Jun. 12th, 2010 | 12:52 pm

I stumbled across www.cbsnews.com/8301-503544_162-6198284-503544.html, and it reminded me of the discussion going on in a thread: www.bigfatblog.com/against-sizism-weight-loss-how-does-it-relate-fa on BigFatBlog.com regarding the name of the FA movement and the power of words and the effect they have on the public at large (pun intended).  It's a poll in which people are asked if they support "gays and lesbians" serving in the military versus supporting "homosexuals" serving in the military. 

The Gay and Lesbian Alliance Against Defamation lays out the difference between those two descriptions in their media reference guide:

<blockquote>The Associated Press, The New York Times and The Washington Post all restrict usage of the term "homosexual" -- a word whose clinical history and pejorative connotations are routinely exploited by anti-gay extremists to suggest that lesbians and gay men are somehow diseased or psychologically/emotionally disordered, and which, as The Washington Post notes, "can be seen as a slur."</blockquote>

It's true that some words carry a lot of extra baggage, and this is a problem within all groups of people.  People argue over what words to use, who can use them, when they can use them, when they can't use them...  and this is an issue for all groups of people.  As fat people, we're trying to take back the word "fat," change it's connotation from something awful and derogatory, and use it to describe ourselves in a way that is empowering and a common ground for identity.  But understanding the denotative meaning of the word fat and trying to attach a whole new connotation to it is hard, and it will take a long time.  Years, probably decades.  The word "gay" had become generally accepted to mean "homosexual" by the 1950s, but it took upward toward 30-40 years for homosexuals to take control of the word and use it as an empowering term and a source of identity.  I'm not sure how they did it, but it wasn't from shying away from using the word.

I don't think we should shy away from using the word "fat" if we ever want the straights (haha, see what I did thar?) to come to accept us as humans who are not broken.  The only way we're going to desensitize people to the word and change its connotation is through exposure, repetition, and usage in a way that is positive. 

As for what I think about the name of the movement, I like the word "fat."  I am just beginning to identify comfortably with it.  It feels good to me, to be able to say "I'm fat" and not cringe afterward.  There are elements of all the smaller sub-movements that I like.  I like elements of HAES because I believe that health is important, and every person should do what is best for their own personal health, and no one but that person can tell them what that is.  Mental health is a huge part of it, too, not just physical health.  Health, to me, is doing what makes you feel good.  It is your body, and you can do whatever you want to it, knowing that you will have to live with the consequence later, and knowing that what you do to your body should not affect anyone else.  It's your house.  Decorate it, change it, paint it, reshape it, whatever you want. 
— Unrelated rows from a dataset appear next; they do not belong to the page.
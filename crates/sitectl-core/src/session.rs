// ── Relay-scoped sessions ──
//
// Legacy IDC commands run inside `with_relay`: start a relay for the
// command's server, establish the user session through it, run the
// pipeline, and shut the relay down on every exit path.

use std::future::Future;

use tracing::{debug, info};

use sitectl_api::idc::{IdcOperation, RepositoryPrefix, SessionToken};
use sitectl_api::{IdcClient, JobOutcome, JobPoller, RelayServer};

use crate::collab::Reporter;
use crate::config::ServerConnection;
use crate::error::CoreError;

/// The relay-backed IDC client and signed-in session of one command.
pub struct RelaySession<'a> {
    pub idc: IdcClient,
    pub session: SessionToken,
    poller: JobPoller,
    reporter: &'a dyn Reporter,
}

impl RelaySession<'_> {
    /// Submit a mutating service and wait for its job. Progress goes to
    /// the reporter; import conflicts are listed one per line.
    pub async fn run(&self, op: &IdcOperation) -> Result<JobOutcome, CoreError> {
        let reporter = self.reporter;
        let result = self
            .poller
            .submit_and_await(&self.idc, op, |state| reporter.job(state))
            .await;
        match result {
            Ok(outcome) => Ok(outcome),
            Err(sitectl_api::Error::ImportConflicts(conflicts)) => {
                for conflict in &conflicts {
                    reporter.info(&format!("   {conflict}"));
                }
                Err(sitectl_api::Error::ImportConflicts(conflicts).into())
            }
            Err(e) => Err(e.into()),
        }
    }

    /// Repository reference prefix for this server's version.
    pub fn repository_prefix(&self) -> RepositoryPrefix {
        RepositoryPrefix::for_version(self.session.product_version.as_deref())
    }
}

/// Run `f` with a relay-backed session for `conn`.
///
/// The relay is shut down exactly once whether `f` succeeds or fails, and
/// also when session establishment fails.
pub async fn with_relay<'r, T, F, Fut>(
    conn: &ServerConnection,
    reporter: &'r dyn Reporter,
    f: F,
) -> Result<T, CoreError>
where
    F: FnOnce(RelaySession<'r>) -> Fut,
    Fut: Future<Output = Result<T, CoreError>>,
{
    let relay = RelayServer::start(conn.relay_upstream()).await?;
    debug!(relay = %relay.base_url(), server = %conn.name, "relay started");

    let result = run_in_session(&relay, conn, reporter, f).await;

    relay.shutdown().await;
    debug!(server = %conn.name, "relay stopped");
    result
}

async fn run_in_session<'r, T, F, Fut>(
    relay: &RelayServer,
    conn: &ServerConnection,
    reporter: &'r dyn Reporter,
    f: F,
) -> Result<T, CoreError>
where
    F: FnOnce(RelaySession<'r>) -> Fut,
    Fut: Future<Output = Result<T, CoreError>>,
{
    let idc = relay.idc_client(&conn.transport())?;
    let session = idc.acquire_session(conn.poll.session).await?;
    info!(user = %session.user, server = %conn.name, "signed in");
    relay.set_token(session.token.clone()).await;

    f(RelaySession {
        idc,
        session,
        poller: JobPoller::new(conn.poll.job),
        reporter,
    })
    .await
}
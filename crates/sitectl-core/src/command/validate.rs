// Validate a site and the assets on its channel for publishing.

use serde::Serialize;

use sitectl_api::RestClient;
use sitectl_api::idc::SiteValidation;
use sitectl_api::rest::types::BulkValidation;

use crate::collab::Reporter;
use crate::controller::SiteController;
use crate::error::CoreError;
use crate::session::with_relay;

const DEFAULT_TOKEN: &str = "defaultToken";

/// Publish readiness of a site's pages and its channel's assets.
#[derive(Debug, Clone, Default, Serialize)]
pub struct ValidationReport {
    pub site: String,
    pub site_valid: bool,
    /// Pages that cannot be published.
    pub pages: Vec<PageReport>,
    /// `None` when the channel has no assets.
    pub assets: Option<Vec<AssetValidation>>,
}

#[derive(Debug, Clone, Serialize)]
pub struct PageReport {
    pub name: String,
    /// `<validation> <policyStatus> language <language>` per language.
    pub languages: Vec<String>,
}

/// An asset that cannot be published.
#[derive(Debug, Clone, Serialize)]
pub struct AssetValidation {
    pub name: String,
    pub item_type: String,
    pub language: Option<String>,
    pub results: Vec<AssetResult>,
}

#[derive(Debug, Clone, Serialize)]
pub struct AssetResult {
    pub item_id: String,
    pub valid: bool,
    pub message: String,
}

fn row(label: &str, value: &str) -> String {
    format!("  {label:<12} : {value}")
}

impl ValidationReport {
    pub fn assets_valid(&self) -> bool {
        self.assets.as_ref().is_none_or(Vec::is_empty)
    }

    /// Both validation trees as printable lines.
    pub fn render(&self) -> Vec<String> {
        let mut lines = vec![
            "Site Validation:".to_owned(),
            format!("  is valid: {}", self.site_valid),
        ];
        if !self.site_valid {
            for page in &self.pages {
                lines.push(row("page name", &page.name));
                for (i, language) in page.languages.iter().enumerate() {
                    lines.push(row(if i == 0 { "languages" } else { " " }, language));
                }
            }
        }

        lines.push("Assets Validation:".to_owned());
        match &self.assets {
            None => lines.push("  no assets".to_owned()),
            Some(assets) if assets.is_empty() => lines.push("  is valid: true".to_owned()),
            Some(assets) => {
                for asset in assets {
                    lines.push(row("name", &asset.name));
                    lines.push(row("type", &asset.item_type));
                    lines.push(row("language", asset.language.as_deref().unwrap_or("")));
                    for result in &asset.results {
                        lines.push(row("item id", &result.item_id));
                        lines.push(row("valid", &result.valid.to_string()));
                        lines.push(row("message", &result.message));
                    }
                    lines.push(String::new());
                }
            }
        }
        lines
    }
}

/// Where the site's assets live.
struct ChannelFacts {
    repository_id: Option<String>,
    channel_id: String,
    channel_token: String,
    default_language: String,
}

pub(crate) async fn validate_site(
    ctl: &SiteController,
    name: &str,
) -> Result<ValidationReport, CoreError> {
    let reporter = ctl.reporter();
    let rest = ctl.connection().rest_client()?;

    let (facts, site_validation) = if ctl.connection().uses_rest() {
        let site = rest
            .get_site(name, &["channel", "repository"])
            .await?
            .ok_or_else(|| CoreError::not_found("site", name))?;
        require_enterprise(name, site.is_enterprise)?;
        let default_language = require_language(name, site.default_language)?;
        let tokens: Vec<(String, String)> = site
            .channel
            .iter()
            .flat_map(|c| c.channel_tokens.iter())
            .filter_map(|t| t.secret().map(|s| (t.name.clone(), s.to_owned())))
            .collect();
        let facts = ChannelFacts {
            repository_id: site.repository.map(|r| r.id),
            channel_id: site.channel.map(|c| c.id).unwrap_or_default(),
            channel_token: pick_token(&tokens),
            default_language,
        };
        report_site(reporter, &facts);
        let validation = rest.validate_site(name).await?;
        (facts, validation)
    } else {
        with_relay(ctl.connection(), reporter, |s| async move {
            reporter.step("establish user session");
            let site = s
                .idc
                .find_site(name)
                .await?
                .ok_or_else(|| CoreError::not_found("site", name))?;
            require_enterprise(name, site.enterprise)?;

            let info = s.idc.site_info(name).await?;
            if info.site_name.is_none() {
                return Err(CoreError::Api {
                    message: "failed to get site info".into(),
                    status: None,
                });
            }
            let default_language = require_language(name, info.default_language)?;
            let tokens: Vec<(String, String)> = info
                .channel_access_tokens
                .into_iter()
                .map(|t| (t.name, t.value))
                .collect();
            let facts = ChannelFacts {
                repository_id: info.repository_id,
                channel_id: info.channel_id.unwrap_or_default(),
                channel_token: pick_token(&tokens),
                default_language,
            };
            report_site(reporter, &facts);
            let validation = s.idc.validate_site_publish(&site.id).await?;
            Ok((facts, validation))
        })
        .await?
    };

    let mut report = site_report(name, &site_validation);
    report.assets = validate_assets(&rest, &facts).await?;
    Ok(report)
}

fn require_enterprise(name: &str, enterprise: bool) -> Result<(), CoreError> {
    if enterprise {
        Ok(())
    } else {
        Err(CoreError::invalid_state(format!(
            "site {name} is not an enterprise site"
        )))
    }
}

fn require_language(name: &str, language: Option<String>) -> Result<String, CoreError> {
    language.filter(|l| !l.is_empty()).ok_or_else(|| {
        CoreError::invalid_state(format!(
            "site {name} is not configured with a default language"
        ))
    })
}

/// The `defaultToken`, else the first token.
fn pick_token(tokens: &[(String, String)]) -> String {
    tokens
        .iter()
        .find(|(name, _)| name == DEFAULT_TOKEN)
        .or_else(|| tokens.first())
        .map(|(_, value)| value.clone())
        .unwrap_or_default()
}

fn report_site(reporter: &dyn Reporter, facts: &ChannelFacts) {
    reporter.step("get site");
    reporter.info(&format!(
        "   repository: {}",
        facts.repository_id.as_deref().unwrap_or("")
    ));
    reporter.info(&format!("   channel: {}", facts.channel_id));
    reporter.info(&format!("   channelToken: {}", facts.channel_token));
    reporter.info(&format!("   defaultLanguage: {}", facts.default_language));
}

fn site_report(name: &str, validation: &SiteValidation) -> ValidationReport {
    ValidationReport {
        site: name.to_owned(),
        site_valid: validation.valid,
        pages: validation
            .pages
            .iter()
            .filter(|p| !p.publishable)
            .map(|p| PageReport {
                name: p.name.clone(),
                languages: p
                    .languages
                    .iter()
                    .map(|l| {
                        format!("{} {} language {}", l.validation, l.policy_status, l.language)
                    })
                    .collect(),
            })
            .collect(),
        assets: None,
    }
}

async fn validate_assets(
    rest: &RestClient,
    facts: &ChannelFacts,
) -> Result<Option<Vec<AssetValidation>>, CoreError> {
    let items = rest.channel_items(&facts.channel_token).await?;
    if items.is_empty() {
        return Ok(None);
    }
    let ids: Vec<String> = items.into_iter().map(|i| i.id).collect();
    let validation = rest.validate_channel_items(&facts.channel_id, &ids).await?;
    Ok(asset_failures(validation))
}

fn asset_failures(validation: BulkValidation) -> Option<Vec<AssetValidation>> {
    let results = validation.operations?.validate_publish?.validation_results;
    let mut failures = Vec::new();
    for item in results
        .into_iter()
        .filter_map(|r| r.policy_validation)
        .flat_map(|p| p.items)
    {
        for check in item.validations.iter().filter(|v| !v.publishable) {
            failures.push(AssetValidation {
                name: item.name.clone(),
                item_type: item.item_type.clone(),
                language: item.language.clone(),
                results: check
                    .results
                    .iter()
                    .map(|r| AssetResult {
                        item_id: r.item_id.clone(),
                        valid: r.valid,
                        message: r.message.clone(),
                    })
                    .collect(),
            });
        }
    }
    Some(failures)
}

#[cfg(test)]
mod tests {
    #![allow(clippy::unwrap_used)]

    use serde_json::json;

    use super::*;

    #[test]
    fn default_token_wins_over_first() {
        let tokens = vec![
            ("other".to_owned(), "a".to_owned()),
            (DEFAULT_TOKEN.to_owned(), "b".to_owned()),
        ];
        assert_eq!(pick_token(&tokens), "b");
        assert_eq!(pick_token(&tokens[..1]), "a");
        assert_eq!(pick_token(&[]), "");
    }

    #[test]
    fn renders_failing_pages_and_assets() {
        let validation: SiteValidation = serde_json::from_value(json!({
            "valid": false,
            "pages": [
                { "name": "home", "publishable": true, "languages": [] },
                { "name": "about", "publishable": false, "languages": [
                    { "validation": "missing", "policyStatus": "required", "language": "fr-FR" },
                    { "validation": "missing", "policyStatus": "required", "language": "de-DE" }
                ]}
            ]
        }))
        .unwrap();
        let bulk: BulkValidation = serde_json::from_value(json!({
            "operations": { "validatePublish": { "validationResults": [{
                "policyValidation": { "items": [{
                    "id": "CORE1", "name": "Banner", "type": "Image", "language": "en-US",
                    "validations": [{ "publishable": false, "results": [
                        { "itemId": "CORE1", "valid": false, "message": "missing fr-FR" }
                    ]}]
                }]}
            }]}}
        }))
        .unwrap();

        let mut report = site_report("blog", &validation);
        report.assets = asset_failures(bulk);
        assert!(!report.assets_valid());

        let rendered = report.render().join("\n");
        insta::assert_snapshot!(rendered.trim_end(), @r"
        Site Validation:
          is valid: false
          page name    : about
          languages    : missing required language fr-FR
                       : missing required language de-DE
        Assets Validation:
          name         : Banner
          type         : Image
          language     : en-US
          item id      : CORE1
          valid        : false
          message      : missing fr-FR
        ");
    }

    #[test]
    fn empty_channel_reports_no_assets() {
        let report = ValidationReport {
            site: "blog".into(),
            site_valid: true,
            ..ValidationReport::default()
        };
        assert_eq!(
            report.render(),
            vec![
                "Site Validation:",
                "  is valid: true",
                "Assets Validation:",
                "  no assets"
            ]
        );
    }
}
// Sites management endpoints
//
// Base path: /sites/management/api/v1/
// Sites and templates are addressable by id or by `name:<name>`.

use serde_json::json;
use strum::{AsRefStr, Display};
use tracing::debug;

use crate::error::Error;
use crate::idc::models::SiteValidation;
use crate::poller::Submission;
use crate::rest::client::RestClient;
use crate::rest::types::{CreateSiteRequest, RestSite, RestTemplate, TemplateExport};

const SITES: &str = "/sites/management/api/v1/sites";
const TEMPLATES: &str = "/sites/management/api/v1/templates";

/// Runtime and publish transitions, named by their URL segment.
#[derive(Debug, Clone, Copy, PartialEq, Eq, Display, AsRefStr)]
#[strum(serialize_all = "lowercase")]
pub enum SiteTransition {
    Publish,
    Unpublish,
    Activate,
    Deactivate,
}

fn expand_params(expand: &[&str]) -> Vec<(&'static str, String)> {
    if expand.is_empty() {
        Vec::new()
    } else {
        vec![("expand", expand.join(","))]
    }
}

impl RestClient {
    // ── Sites ────────────────────────────────────────────────────────

    /// Look a site up by name. `None` if the server has no such site.
    pub async fn get_site(&self, name: &str, expand: &[&str]) -> Result<Option<RestSite>, Error> {
        self.get_optional(&format!("{SITES}/name:{name}"), &expand_params(expand))
            .await
    }

    pub async fn get_site_by_id(&self, id: &str, expand: &[&str]) -> Result<RestSite, Error> {
        self.get_with_params(&format!("{SITES}/{id}"), &expand_params(expand))
            .await
    }

    pub async fn site_exists(&self, name: &str) -> Result<bool, Error> {
        Ok(self.get_site(name, &[]).await?.is_some())
    }

    /// `POST /sites`. Runs as a job on most servers.
    pub async fn create_site(&self, request: &CreateSiteRequest) -> Result<Submission, Error> {
        debug!(name = %request.name, template = %request.template, "creating site");
        self.post_operation(SITES, request).await
    }

    /// `POST /sites/{id}/{publish|unpublish|activate|deactivate}`
    pub async fn transition_site(
        &self,
        id: &str,
        transition: SiteTransition,
    ) -> Result<Submission, Error> {
        self.post_operation(&format!("{SITES}/{id}/{transition}"), &json!({}))
            .await
    }

    /// Replace the list of audiences allowed on the published site.
    pub async fn set_site_runtime_access(&self, id: &str, access: &[String]) -> Result<(), Error> {
        let _: serde_json::Value = self
            .put(&format!("{SITES}/{id}/security"), &json!({ "access": access }))
            .await?;
        Ok(())
    }

    /// Allow a named member (`user:<login>`) onto a secure site.
    pub async fn grant_site_access(&self, id: &str, member: &str) -> Result<(), Error> {
        let _: serde_json::Value = self
            .post(&format!("{SITES}/{id}/access"), &json!({ "member": member }))
            .await?;
        Ok(())
    }

    pub async fn remove_site_access(&self, id: &str, member: &str) -> Result<(), Error> {
        self.delete_with_params(&format!("{SITES}/{id}/access"), &[("member", member.to_owned())])
            .await
    }

    /// Page-by-language publish validation.
    pub async fn validate_site(&self, name: &str) -> Result<SiteValidation, Error> {
        self.get(&format!("{SITES}/name:{name}/validation")).await
    }

    /// Rebuild the site's pre-rendered page cache.
    pub async fn refresh_prerender_cache(&self, id: &str) -> Result<Submission, Error> {
        self.post_operation(&format!("{SITES}/{id}/refresh"), &json!({}))
            .await
    }

    // ── Templates ────────────────────────────────────────────────────

    pub async fn get_template(
        &self,
        name: &str,
        expand: &[&str],
    ) -> Result<Option<RestTemplate>, Error> {
        self.get_optional(&format!("{TEMPLATES}/name:{name}"), &expand_params(expand))
            .await
    }

    /// Package a site as a new template.
    pub async fn create_template_from_site(
        &self,
        template_name: &str,
        site_name: &str,
        include_unpublished_assets: bool,
    ) -> Result<Submission, Error> {
        let body = json!({
            "name": template_name,
            "siteName": site_name,
            "includeUnpublishedAssets": include_unpublished_assets,
        });
        self.post_operation(TEMPLATES, &body).await
    }

    /// Export a template to a zip in the caller's documents home.
    pub async fn export_template(&self, id: &str) -> Result<TemplateExport, Error> {
        self.post(&format!("{TEMPLATES}/{id}/export"), &json!({}))
            .await
    }

    /// Import a template zip that was uploaded to the documents store.
    pub async fn import_template(&self, name: &str, file_id: &str) -> Result<Submission, Error> {
        let body = json!({ "name": name, "file": { "id": file_id } });
        self.post_operation(&format!("{TEMPLATES}/import"), &body)
            .await
    }

    /// Delete a template. `hard` also purges it from the trash.
    pub async fn delete_template(&self, id: &str, hard: bool) -> Result<(), Error> {
        self.delete_with_params(&format!("{TEMPLATES}/{id}"), &[("hard", hard.to_string())])
            .await
    }
}
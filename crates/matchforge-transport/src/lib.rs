//! Transport abstraction layer for Matchforge.
//!
//! Provides the [`Transport`] and [`Connection`] traits that abstract over
//! the byte pipes a lobby client can use. Every implementation delivers
//! whole frames: one `recv()` yields exactly one logical message, never a
//! fragment of one and never two glued together.
//!
//! # Feature Flags
//!
//! - `websocket` (default) — WebSocket transport via `tokio-tungstenite`
//! - `tcp` (default) — raw TCP with 4-byte big-endian length prefixes

mod error;
#[cfg(feature = "tcp")]
mod tcp;
#[cfg(feature = "websocket")]
mod websocket;

pub use error::TransportError;
#[cfg(feature = "tcp")]
pub use tcp::{FramedTcpConnection, FramedTcpTransport, DEFAULT_MAX_FRAME_LEN};
#[cfg(feature = "websocket")]
pub use websocket::{WebSocketConnection, WebSocketTransport};

use std::fmt;
use std::future::Future;
use std::net::SocketAddr;

/// Opaque identifier for a connection, derived from the peer endpoint.
///
/// Two live connections never share a peer `ip:port`, so the endpoint
/// string is unique for as long as the connection is open.
#[derive(Debug, Clone, PartialEq, Eq, Hash, PartialOrd, Ord)]
pub struct ConnectionId(String);

impl ConnectionId {
    /// Creates a `ConnectionId` from an arbitrary string.
    pub fn new(id: impl Into<String>) -> Self {
        Self(id.into())
    }

    /// Derives the identifier from the remote peer's address.
    pub fn from_peer(addr: SocketAddr) -> Self {
        Self(addr.to_string())
    }

    /// Borrows the identifier as a string slice.
    pub fn as_str(&self) -> &str {
        &self.0
    }

    /// Returns the underlying string.
    pub fn into_inner(self) -> String {
        self.0
    }
}

impl fmt::Display for ConnectionId {
    fn fmt(&self, f: &mut fmt::Formatter<'_>) -> fmt::Result {
        write!(f, "conn-{}", self.0)
    }
}

/// Accepts new incoming connections.
pub trait Transport: Send + Sync + 'static {
    /// The connection type produced by this transport.
    type Connection: Connection;

    /// Waits for and accepts the next incoming connection.
    fn accept(
        &mut self,
    ) -> impl Future<Output = Result<Self::Connection, TransportError>> + Send;

    /// Returns the local address the transport is listening on.
    fn local_addr(&self) -> std::io::Result<SocketAddr>;
}

/// A single connection that can send and receive whole frames.
///
/// Sending and receiving may happen concurrently from different tasks:
/// the connection's own handler sits in `recv()` while other handlers
/// push notifications through `send()`.
pub trait Connection: Send + Sync + 'static {
    /// Sends one frame to the remote peer.
    fn send(
        &self,
        data: &[u8],
    ) -> impl Future<Output = Result<(), TransportError>> + Send;

    /// Receives the next frame from the remote peer.
    ///
    /// Returns `Ok(None)` when the connection is cleanly closed.
    fn recv(
        &self,
    ) -> impl Future<Output = Result<Option<Vec<u8>>, TransportError>> + Send;

    /// Closes the connection.
    fn close(&self) -> impl Future<Output = Result<(), TransportError>> + Send;

    /// Returns the unique identifier for this connection.
    fn id(&self) -> &ConnectionId;
}

#[cfg(test)]
mod tests {
    use super::*;

    #[test]
    fn test_connection_id_from_peer_uses_endpoint() {
        let addr: SocketAddr = "127.0.0.1:4242".parse().unwrap();
        let id = ConnectionId::from_peer(addr);
        assert_eq!(id.as_str(), "127.0.0.1:4242");
    }

    #[test]
    fn test_connection_id_display() {
        let id = ConnectionId::new("10.0.0.7:9000");
        assert_eq!(id.to_string(), "conn-10.0.0.7:9000");
    }

    #[test]
    fn test_connection_id_equality() {
        let a = ConnectionId::new("a:1");
        let b = ConnectionId::new("a:1");
        let c = ConnectionId::new("a:2");
        assert_eq!(a, b);
        assert_ne!(a, c);
    }

    #[test]
    fn test_connection_id_hash_works_as_map_key() {
        use std::collections::HashMap;
        let mut map = HashMap::new();
        map.insert(ConnectionId::new("a:1"), "alice");
        map.insert(ConnectionId::new("b:2"), "bob");
        assert_eq!(map[&ConnectionId::new("a:1")], "alice");
    }
}
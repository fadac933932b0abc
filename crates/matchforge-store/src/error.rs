//! Error types for the store layer.

/// Errors a [`SessionStore`](crate::SessionStore) backend can report.
#[derive(Debug, thiserror::Error)]
pub enum StoreError {
    /// The backend could not be reached or refused the command.
    #[error("store unavailable: {0}")]
    Unavailable(String),

    /// A string command hit a hash key or vice versa.
    #[error("wrong value type at key {0}")]
    WrongType(String),
}
//! # Matchforge
//!
//! Real-time lobby gateway: authenticated connections, match lobbies,
//! time-limited invitations, and two-team starts.
//!
//! Matchforge ties the layers together. The embedding application
//! supplies an [`Authenticator`](matchforge_session::Authenticator) and a
//! [`SessionStore`](matchforge_store::SessionStore); the gateway handles
//! transport, the connection state machine, and notification fan-out.
//!
//! ```text
//!  client ──frame──→ Transport ──bytes──→ handler (state machine)
//!                                             │ ClientMessage
//!                                             ↓
//!                         dispatch ──→ Orchestrator ──→ SessionStore
//!                             │
//!                             └──push──→ SessionMappings → ConnectionRegistry → other clients
//! ```
//!
//! ## Quick Start
//!
//! ```rust,no_run
//! use std::sync::Arc;
//!
//! use matchforge::prelude::*;
//!
//! struct AnyToken;
//!
//! impl Authenticator for AnyToken {
//!     async fn authenticate(&self, token: &str) -> Result<UserId, SessionError> {
//!         Ok(UserId::new(token))
//!     }
//! }
//!
//! # async fn run() -> Result<(), MatchforgeError> {
//! let server = MatchforgeServerBuilder::new()
//!     .bind("0.0.0.0:8080")
//!     .build(Arc::new(MemoryStore::new()), AnyToken)
//!     .await?;
//! server.run().await
//! # }
//! ```

mod config;
mod dispatch;
mod error;
mod handler;
mod metrics;
mod server;

pub use config::{ConfigError, ServerConfig, TransportKind, MAX_INVITE_TTL};
pub use error::MatchforgeError;
pub use metrics::{GatewayMetrics, MetricsSnapshot};
pub use server::{MatchforgeServer, MatchforgeServerBuilder, ServerHandle};

/// Convenient imports for running a server.
///
/// ```rust
/// use matchforge::prelude::*;
/// ```
pub mod prelude {
    pub use crate::{
        ConfigError, GatewayMetrics, MatchforgeError, MatchforgeServer,
        MatchforgeServerBuilder, MetricsSnapshot, ServerConfig, ServerHandle,
        TransportKind,
    };
    pub use matchforge_match::{MatchConfig, MatchError};
    pub use matchforge_protocol::{ErrorCode, MatchId, ServerMessage, UserId};
    pub use matchforge_session::{Authenticator, SessionError};
    pub use matchforge_store::{MemoryStore, SessionStore, StoreError};
}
I also like Fat Acceptance, obviously, because it focuses more around social justice.  I, for one, do not want special treatment, and I'm not seeking it through FA.  I just want to be treated like everyone else.  I don't want there to be special seats on the airplanes that I will fit into, I want all the seats to be bigger.  I don't want segregation, I want inclusion.  I want fat people to be just one more kind of people. 

But I also like Size Acceptance because it does generate that "inclusion" that I like.  It is, however, a little more ambiguous.  It's a little more P.C.  It's less likely to get the same reaction as Fat acceptance.  Size acceptance, to me, is more about people of all sizes working and living together.  It seems more about harmony than radical change.  SA is like... FA Lite.  But that's just me and how I see it, and that, once again, is the power of words.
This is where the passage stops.